The church in Corinth had great faith and powerful spiritual gifts, but they struggled with unity. We've been reading Paul's writing to them about the importance of spiritual gifts and how each gift is important to the whole. He also focused on the importance of unity in a diverse community and talks about how the church is Christ's body and each member has a place. In today's reading he takes it a step further by describing how love is much more important than any other spiritual gift. Love is the calling of all Christians, because it is God's way. When we put love first, everything else falls into place.
God bless,
Sam
1
Corinthians 13:1-13
If I speak in the tongues of mortals and of
angels, but do not have love, I am a noisy gong or a clanging cymbal. 2And
if I have prophetic powers, and understand all mysteries and all knowledge, and
if I have all faith, so as to remove mountains, but do not have love, I am
nothing. 3If I give away all my possessions, and if I hand over my
body so that I may boast, but do not have love, I gain nothing.
4Love is patient; love is kind; love
is not envious or boastful or arrogant 5or rude. It does not insist
on its own way; it is not irritable or resentful; 6it does not
rejoice in wrongdoing, but rejoices in the truth. 7It bears all
things, believes all things, hopes all things, endures all things.

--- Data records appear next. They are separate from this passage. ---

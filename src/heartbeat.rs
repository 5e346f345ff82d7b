// Copyright (c) 2024-2026 Martin Schröder <info@swedishembedded.com>
//
// SPDX-License-Identifier: MIT
//! Built-in reference module.
//!
//! Registered in the catalog under [`LOCATION`]; exports one entry type,
//! `gantry.heartbeat.HeartbeatAgent`, a minimal agent that logs a heartbeat
//! on a ticker thread.  Useful for smoke-testing a host deployment before
//! any real agent module is configured.

use std::sync::atomic::{AtomicBool, Ordering};
use std::sync::Arc;
use std::thread;
use std::time::Duration;

use gantry_contract::{Agent, BootArgs, Constructed};
use gantry_loader::{EntryDescriptor, ModuleManifest};
use tracing::{debug, info};

/// Catalog location of the built-in module.
pub const LOCATION: &str = "builtin:heartbeat";

/// Entry type exported by this module.
pub const ENTRY_POINT: &str = "gantry.heartbeat.HeartbeatAgent";

pub fn manifest() -> ModuleManifest {
    let mut manifest = ModuleManifest::new("heartbeat");
    manifest.register(EntryDescriptor::exported(ENTRY_POINT, |args| {
        Ok(Some(Constructed::agent(HeartbeatAgent::new(args))))
    }));
    manifest
}

/// Agent that logs a heartbeat every `interval_ms` (agent args, default
/// 5000) until stopped.
pub struct HeartbeatAgent {
    interval: Duration,
    stop: Arc<AtomicBool>,
    ticker: Option<thread::JoinHandle<()>>,
}

impl HeartbeatAgent {
    fn new(args: BootArgs) -> Self {
        debug!(
            service_types = args.service_types.len(),
            plugins = args.plugin_locations.len(),
            "heartbeat agent constructed"
        );
        Self {
            interval: parse_interval(&args.agent_args),
            stop: Arc::new(AtomicBool::new(false)),
            ticker: None,
        }
    }
}

impl Agent for HeartbeatAgent {
    fn start(&mut self) -> anyhow::Result<()> {
        let stop = self.stop.clone();
        let interval = self.interval;
        self.ticker = Some(thread::spawn(move || {
            while !stop.load(Ordering::SeqCst) {
                info!("heartbeat");
                thread::sleep(interval);
            }
        }));
        Ok(())
    }

    fn stop(&mut self) {
        self.stop.store(true, Ordering::SeqCst);
        if let Some(ticker) = self.ticker.take() {
            let _ = ticker.join();
        }
    }
}

/// Extract `interval_ms=<n>` from a comma-separated `key=value` argument
/// string; anything unparseable falls back to the 5 s default.
fn parse_interval(agent_args: &str) -> Duration {
    agent_args
        .split(',')
        .filter_map(|pair| pair.split_once('='))
        .find(|(key, _)| key.trim() == "interval_ms")
        .and_then(|(_, value)| value.trim().parse::<u64>().ok())
        .map(Duration::from_millis)
        .unwrap_or(Duration::from_secs(5))
}

// ─── Unit tests ──────────────────────────────────────────────────────────────
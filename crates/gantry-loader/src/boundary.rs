// Copyright (c) 2024-2026 Martin Schröder <info@swedishembedded.com>
//
// SPDX-License-Identifier: MIT
use std::any::TypeId;
use std::collections::HashMap;
use std::sync::Arc;

use gantry_config::ProfilerConfig;
use gantry_contract::{Agent, Instrumentation, ServiceTypeRegistry};

/// A shared contract type as seen through the parent boundary.
///
/// Identity is the host's `TypeId`: every namespace delegating a shared name
/// observes the same identity, which is what lets host and module exchange
/// values of these types at the boot seam.
#[derive(Debug, Clone, PartialEq, Eq)]
pub struct SharedType {
    pub name: String,
    pub type_id: TypeId,
}

/// The parent boundary: the fixed set of bootstrap-shared names that must
/// resolve to host types rather than module-private ones.
///
/// Names outside this set are never served by the boundary — modules keep
/// their own, invisible, implementation types.
#[derive(Debug, Default)]
pub struct HostBoundary {
    shared: HashMap<String, SharedType>,
}

impl HostBoundary {
    /// Empty boundary, sharing nothing.  Test scaffolding mostly.
    pub fn new() -> Self {
        Self::default()
    }

    /// Boundary pre-populated with the gantry contract surface.
    pub fn with_defaults() -> Arc<Self> {
        let mut boundary = Self::new();
        boundary.share::<dyn Agent>("gantry.contract.Agent");
        boundary.share::<dyn Instrumentation>("gantry.contract.Instrumentation");
        boundary.share::<ServiceTypeRegistry>("gantry.contract.ServiceTypeRegistry");
        boundary.share::<ProfilerConfig>("gantry.config.ProfilerConfig");
        Arc::new(boundary)
    }

    /// Add `name` to the shared set, bound to the host identity of `T`.
    pub fn share<T: ?Sized + 'static>(&mut self, name: impl Into<String>) {
        let name = name.into();
        self.shared.insert(
            name.clone(),
            SharedType {
                name,
                type_id: TypeId::of::<T>(),
            },
        );
    }

    /// Look a name up in the shared set.
    pub fn lookup(&self, name: &str) -> Option<SharedType> {
        self.shared.get(name).cloned()
    }

    pub fn is_shared(&self, name: &str) -> bool {
        self.shared.contains_key(name)
    }
}

// ─── Unit tests ──────────────────────────────────────────────────────────────

#[cfg(test)]
mod tests {
    use super::*;

    #[test]
    fn default_boundary_shares_the_contract_surface() {
        let boundary = HostBoundary::with_defaults();
        assert!(boundary.is_shared("gantry.contract.Agent"));
        assert!(boundary.is_shared("gantry.config.ProfilerConfig"));
        assert!(!boundary.is_shared("acme.collector.CollectorAgent"));
    }

    #[test]
    fn shared_identity_is_the_host_type_id() {
        let boundary = HostBoundary::with_defaults();
        let shared = boundary.lookup("gantry.contract.Agent").unwrap();
        assert_eq!(shared.type_id, TypeId::of::<dyn Agent>());
    }

    #[test]
    fn lookup_of_unshared_name_is_none() {
        let boundary = HostBoundary::new();
        assert!(boundary.lookup("gantry.contract.Agent").is_none());
    }
}
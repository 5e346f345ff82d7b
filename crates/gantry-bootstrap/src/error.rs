use thiserror::Error;

/// Everything that can go wrong between "boot was called" and "an Agent was
/// returned".  One kind, parameterised by sub-reason; the host treats every
/// variant as fatal to agent startup.
#[derive(Debug, Error)]
pub enum BootstrapError {
    /// A required argument was absent.  Raised eagerly, before any
    /// namespace or construction work happens.
    #[error("invalid argument: {0}")]
    InvalidArgument(&'static str),

    /// The entry-point name did not resolve in the isolated namespace.
    #[error("boot class not found. class: {name}. error: {reason}")]
    ClassNotFound { name: String, reason: String },

    /// The entry type resolved but offers no constructor with the fixed
    /// signature (agent args, instrumentation, profiler config, plugin
    /// locations, service type registry).
    #[error(
        "constructor not found. class: {name}. expected signature: \
         (agent args, instrumentation, profiler config, plugin locations, \
         service type registry)"
    )]
    ConstructorNotFound { name: String },

    /// The constructor ran and failed; the original cause is preserved.
    #[error("boot create failed. error: {source}")]
    ConstructionFailed {
        #[source]
        source: anyhow::Error,
    },

    /// Access to the constructor was refused.
    #[error("boot method invoke failed. error: {reason}")]
    ConstructionDenied { reason: String },

    /// Construction produced no object, or an object that does not satisfy
    /// the Agent capability.  The message names what was actually produced.
    #[error("Invalid AgentType. boot failed. AgentClass: {class_name}")]
    InvalidAgentType { class_name: String },
}

// ─── Unit tests ──────────────────────────────────────────────────────────────

#[cfg(test)]
mod tests {
    use super::*;

    #[test]
    fn class_not_found_names_the_class() {
        let err = BootstrapError::ClassNotFound {
            name: "missing.pkg.Agent".into(),
            reason: "class not found: missing.pkg.Agent".into(),
        };
        let msg = err.to_string();
        assert!(msg.contains("boot class not found"));
        assert!(msg.contains("missing.pkg.Agent"));
    }

    #[test]
    fn construction_failed_preserves_cause() {
        let err = BootstrapError::ConstructionFailed {
            source: anyhow::anyhow!("collector endpoint unreachable"),
        };
        assert!(err.to_string().contains("boot create failed"));
        assert!(err.to_string().contains("collector endpoint unreachable"));
        assert!(std::error::Error::source(&err).is_some());
    }

    #[test]
    fn invalid_agent_type_names_the_actual_type() {
        let err = BootstrapError::InvalidAgentType {
            class_name: "alloc::string::String".into(),
        };
        assert_eq!(
            err.to_string(),
            "Invalid AgentType. boot failed. AgentClass: alloc::string::String"
        );
    }
}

8Love never ends. But as for
prophecies, they will come to an end; as for tongues, they will cease; as for
knowledge, it will come to an end. 9For we know only in part, and we
prophesy only in part; 10but when the complete comes, the partial
will come to an end. 11When I was a child, I spoke like a child, I
thought like a child, I reasoned like a child; when I became an adult, I put an
end to childish ways. 12For now we see in a mirror, dimly, but then
we will see face to face. Now I know only in part; then I will know fully, even
as I have been fully known. 13And now faith, hope, and love abide,
these three; and the greatest of these is love.